Erro había muerto a los cincuenta y ocho años, el 18 de enero de 1955, y Lorenzo se comprometió a pasarle una pequeña pensión a doña Margarita y depositó, como él lo pidió, sus cenizas en el Observatorio de Tonantzintla.

—¡Nada de homenaje ni de cursilerías, ya sabe usted! No quiero un monumento fastuoso sino algo así como un mojón de kilometraje en el camino.

En ese momento, Lorenzo pudo haberle dicho cuánto lo quería, el agradecimiento que sentía por él. «Erro, me considero su hijo, usted ha sido un guía formidable para mí», y tampoco le confió que si él, Lorenzo, moría, quedaría a su lado en otro mojón parecido. ¿Qué le habría respondido el viejo? «Nada de sentimentalismos, amigo Tena». Más tarde Lorenzo lamentó no haberse expresado, porque a los dos días Margarita Salazar Mallén, su mujer, lo llamó para comunicarle, entre gritos y sollozos, que Erro había fallecido.

Nada pudo gratificar tanto a Lorenzo como la actuación de los becarios en el extranjero. En el Tecnológico de California, el Caltech, uno era mexicano, en Berkeley, de seis estudiantes, tres eran mexicanos. Lorenzo, orgulloso, les escribía para alentarlos y les decía que su jornada era la de los aspirantes medievales a la Mesa Redonda que van a velar sus armas para armarse caballeros. «Ustedes se van a calibrar, van a enfrentarse a sí mismos y van a saber quiénes son». Jorge Sánchez Gómez le escribía que dos de sus profesores habían obtenido el Premio Nobel y que de dos mil estudiantes graduados, novecientos cincuenta eran extranjeros. «¿Se imagina, doctor, medirse con hindúes y chinos? Éste sí que es un país democrático porque no se cierra a los extranjeros. Aquí me encuentro a los más inteligentes de Chile, de Argentina, de Francia, de Inglaterra, de Japón». Lorenzo sonreía. «En fin, la competencia es terrible y pongo a prueba y analizo mi propia inteligencia, mi imaginación y sobre todo mi autocrítica. A veces almuerzo con una astrónoma boliviana chaparrita pero a todo dar. ¿Se imagina usted, una boliviana en Caltech? Aquí le mando mis calificaciones, a ver qué le parecen».

23.

La resonancia en Estados Unidos de los trabajos de Lorenzo publicados en el
Astronomical Journaly
en los
Proceedings of the National Academy of Sciences
, repercutía en México y su fama crecía. En los pasillos de la Secretaría de Educación Pública, en la Universidad, en El Colegio Nacional, en los centros de cultura superior se hablaba del «extraordinario astrónomo reconocido internacionalmente». «Es excepcional», se felicitó Salvador Zubirán.

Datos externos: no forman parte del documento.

//! Runtime configuration for the finalize pipeline.
//!
//! ## Precedence (highest to lowest)
//!
//! 1. `FINALIZE_*` environment variables
//! 2. TOML config file (`--config`), every section optional
//! 3. Built-in defaults
//!
//! ## Sections
//!
//! | Section         | Controls                                              |
//! |-----------------|-------------------------------------------------------|
//! | `model`         | provider, model name, endpoint, temperature, timeout  |
//! | `budget`        | per-call ceiling, daily quota, cost alerts, pricing   |
//! | `retry`         | attempts and backoff for transient upstream failures  |
//! | `assumptions`   | auto-assume switch and confidence threshold           |
//! | `contradiction` | semantic pass caps, similarity threshold, rule table  |
//! | `telemetry`     | sink selection, raw inclusion, field length, timeout  |

use std::path::{Path, PathBuf};
use std::str::FromStr;
use std::time::Duration;

use finalize_gates::{AutoAssumePolicy, BudgetConfig, RetryPolicy, RuleSet};
use serde::{Deserialize, Serialize};
use thiserror::Error;

const DEFAULT_MODEL: &str = "gpt-5-nano";
const DEFAULT_API_BASE: &str = "https://api.openai.com/v1";

const ENV_PROVIDER: &str = "FINALIZE_PROVIDER";
const ENV_MODEL: &str = "FINALIZE_MODEL";
const ENV_API_BASE: &str = "FINALIZE_API_BASE";
const ENV_API_KEY: &str = "FINALIZE_API_KEY";
const ENV_OPENAI_API_KEY: &str = "OPENAI_API_KEY";
const ENV_TEMPERATURE: &str = "FINALIZE_TEMPERATURE";
const ENV_MAX_OUTPUT_TOKENS: &str = "FINALIZE_MAX_OUTPUT_TOKENS";
const ENV_CALL_TIMEOUT_SECS: &str = "FINALIZE_CALL_TIMEOUT_SECS";
const ENV_MAX_INPUT_TOKENS: &str = "FINALIZE_MAX_INPUT_TOKENS";
const ENV_DAILY_TOKEN_QUOTA: &str = "FINALIZE_DAILY_TOKEN_QUOTA";
const ENV_COST_ALERT_USD: &str = "FINALIZE_COST_ALERT_USD";
const ENV_SINGLE_CALL_COST_ALERT_USD: &str = "FINALIZE_SINGLE_CALL_COST_ALERT_USD";
const ENV_INPUT_PRICE: &str = "FINALIZE_INPUT_PRICE_PER_MTOKENS";
const ENV_OUTPUT_PRICE: &str = "FINALIZE_OUTPUT_PRICE_PER_MTOKENS";
const ENV_AUTOASSUME_ENABLED: &str = "FINALIZE_AUTOASSUME_ENABLED";
const ENV_AUTOASSUME_THRESHOLD: &str = "FINALIZE_AUTOASSUME_CONFIDENCE_THRESHOLD";
const ENV_SEMANTIC_ENABLED: &str = "FINALIZE_SEMANTIC_CONTRADICTION_ENABLED";
const ENV_SEMANTIC_MAX_PAIRS: &str = "FINALIZE_SEMANTIC_CONTRADICTION_MAX_PAIRS";
const ENV_SEMANTIC_MAX_TOKENS: &str = "FINALIZE_SEMANTIC_CONTRADICTION_MAX_TOKENS";
const ENV_SIMILARITY_THRESHOLD: &str = "FINALIZE_SIMILARITY_THRESHOLD";
const ENV_MAX_RETRIES: &str = "FINALIZE_LLM_MAX_RETRIES";
const ENV_BACKOFF_BASE_MS: &str = "FINALIZE_LLM_BACKOFF_BASE_MS";
const ENV_BACKOFF_MAX_MS: &str = "FINALIZE_LLM_BACKOFF_MAX_MS";
const ENV_TELEMETRY_ENABLED: &str = "FINALIZE_TELEMETRY_ENABLED";
const ENV_TELEMETRY_INCLUDE_RAW: &str = "FINALIZE_TELEMETRY_INCLUDE_RAW";
const ENV_TELEMETRY_ENDPOINT: &str = "FINALIZE_TELEMETRY_ENDPOINT";
const ENV_TELEMETRY_PATH: &str = "FINALIZE_TELEMETRY_PATH";
const ENV_TELEMETRY_MAX_FIELD_LEN: &str = "FINALIZE_TELEMETRY_MAX_FIELD_LEN";
const ENV_TELEMETRY_TIMEOUT_MS: &str = "FINALIZE_TELEMETRY_TIMEOUT_MS";
const ENV_RUNS_DIR: &str = "FINALIZE_RUNS_DIR";

#[derive(Debug, Error)]
pub enum ConfigError {
    #[error("failed to read config {path}: {source}")]
    Io {
        path: PathBuf,
        #[source]
        source: std::io::Error,
    },

    #[error("failed to parse config {path}: {source}")]
    Parse {
        path: PathBuf,
        #[source]
        source: toml::de::Error,
    },

    #[error("invalid value for {name}: {value:?} ({reason})")]
    Env {
        name: &'static str,
        value: String,
        reason: String,
    },

    #[error("invalid configuration: {0}")]
    Invalid(String),
}

/// Model provider behind the gateway.
#[derive(Debug, Clone, Copy, PartialEq, Eq, Serialize, Deserialize)]
#[serde(rename_all = "lowercase")]
pub enum Provider {
    /// OpenAI-compatible chat completions endpoint.
    Openai,
    /// Deterministic offline stub.
    Mock,
}

impl std::fmt::Display for Provider {
    fn fmt(&self, f: &mut std::fmt::Formatter<'_>) -> std::fmt::Result {
        match self {
            Self::Openai => write!(f, "openai"),
            Self::Mock => write!(f, "mock"),
        }
    }
}

impl FromStr for Provider {
    type Err = String;

    fn from_str(s: &str) -> Result<Self, Self::Err> {
        match s.trim().to_ascii_lowercase().as_str() {
            "openai" => Ok(Self::Openai),
            "mock" | "stub" | "offline" => Ok(Self::Mock),
            other => Err(format!("unsupported provider '{other}' (expected openai|mock)")),
        }
    }
}

#[derive(Debug, Clone, PartialEq, Serialize, Deserialize)]
#[serde(default)]
pub struct ModelConfig {
    pub provider: Provider,
    pub model: String,
    pub api_base: String,
    /// Never serialized back out.
    #[serde(skip_serializing)]
    pub api_key: Option<String>,
    pub temperature: f32,
    pub max_output_tokens: u32,
    pub call_timeout_secs: u64,
}

impl Default for ModelConfig {
    fn default() -> Self {
        Self {
            provider: Provider::Openai,
            model: DEFAULT_MODEL.to_string(),
            api_base: DEFAULT_API_BASE.to_string(),
            api_key: None,
            temperature: 0.2,
            max_output_tokens: 2_048,
            call_timeout_secs: 60,
        }
    }
}

impl ModelConfig {
    pub fn call_timeout(&self) -> Duration {
        Duration::from_secs(self.call_timeout_secs)
    }
}

#[derive(Debug, Clone, PartialEq, Serialize, Deserialize)]
#[serde(default)]
pub struct ContradictionConfig {
    pub semantic_enabled: bool,
    /// Hard cap on pairs sent to the semantic pass.
    pub max_pairs: usize,
    /// Token budget for each requirement's text inside a pair prompt.
    pub max_tokens_per_pair: u64,
    pub similarity_threshold: f64,
    pub rules: RuleSet,
}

En 1948, Rudolph Minkowski indicó que el número de nebulosas planetarias se había completado y el Catálogo Draper aumentó el número de objetos estelares de 9.000 a 227.000 y sólo agregó una nebulosa planetaria. Sin embargo, en Tonantzintla entre 1949 y 1951, Lorenzo y su equipo habían descubierto 437 objetos en una región de 600 grados cuadrados. Esa aportación situaba a México en primer plano.

Lorenzo vivía en un torbellino. Nombrado vicepresidente de la Sociedad Astronómica Internacional y miembro de número de la Royal Astronomical Society viajaba a congresos multitudinarios. «¿Qué ya todos los hombres se volvieron astrónomos? No puedo creer que voy a dialogar con más de dos mil». Iniciaba sus intervenciones con un «I’m going to speak Spanish with a slight English accent». «Soy un astrónomo con muy buena estrella», les advertía. En el congreso comparaban resultados, se enteraban de la especialidad de cada quien, competían entre sí, pero sobre todo discutían. ¡Ah, bendita discusión!